Rona, Herald of the Invasion, our third iteration of the Gixian wannabe, isn’t terribly scary in a vacuum. A Horned Turtle/Merfolk Looter hybrid with the promise of drawing multiple cards per turn, Rona is initially pretty unassuming; most of the excitement has been about her back half, which lets you Withering Wisps your way to an Emrakul or Worst Fears in Commander. But no Magic card exists in a vacuum, and those of us who tried to make Archivist plus Mind Over Matter back in the original Tolarian days might recognize the potential power in Rona’s ability.

Here’s the line of play: untap with Rona in play, cast Retraction Helix (or Banishing Knack in non-Pioneer formats).
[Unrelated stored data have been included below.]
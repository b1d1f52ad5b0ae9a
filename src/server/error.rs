use super::types::ErrorResponse;
use crate::Error;
use axum::{
    Json,
    http::StatusCode,
    response::{IntoResponse, Response},
};

/// Error returned from handlers, rendered as `{"error": message}`.
#[derive(Debug)]
pub struct ApiError {
    pub status: StatusCode,
    pub message: String,
}

impl ApiError {
    pub fn bad_request(msg: impl Into<String>) -> Self {
        Self {
            status: StatusCode::BAD_REQUEST,
            message: msg.into(),
        }
    }

    pub fn internal(msg: impl Into<String>) -> Self {
        Self {
            status: StatusCode::INTERNAL_SERVER_ERROR,
            message: msg.into(),
        }
    }
}

impl IntoResponse for ApiError {
    fn into_response(self) -> Response {
        (
            self.status,
            Json(ErrorResponse {
                error: self.message,
            }),
        )
            .into_response()
    }
}

impl From<Error> for ApiError {
    fn from(err: Error) -> Self {
        if err.is_client_error() {
            ApiError::bad_request(err.to_string())
        } else {
            ApiError::internal(err.to_string())
        }
    }
}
Play Mox Amber, tap it for Blue, then bounce the Mox back to your hand with Rona. Replay the Mox, untapping Rona, and repeat the cycle until you have a million mana and a million Storm count.

So what do you do with infinite mana in Pioneer? There’s Torment of Hailfire and Ribbons to burn an opponent out. We’ve lost eternal closer Walking Ballista to the same ban as Kethis, but we do have alternate big-mana artifacts, from Hangarback Walker to Stonecoil Serpent, both of which will require another turn before they can attack. Ulamog, the Ceaseless Hunger is also a reasonable threat to cast for ten mana, but again, requires another turn or two to actually win the game. Emrakul, the Promised End and Cityscape Leveler are always ready to be tapped in, and The Brothers’ War brought us a host of other colorless beaters. But we’re not looking to almost end the game: we’re looking to combo out.

We could run the old standard of Thassa’s Oracle, using our cache of 300,000 blue mana and employing Gadwick the Wizened to draw ourselves to an empty library first, but the most elegant solution is actually the cheapest. The infinite mana aspect of the combo turns out to be a red herring, because we actually want to exploit the infinite bounce and replay loop of Mox Amber to trigger Altar of the Brood to mill our opponent out. Failing that, Underhanded Designs lets each Mox Amber cast drain for one—simply tap the Mox to pay the (1) each time.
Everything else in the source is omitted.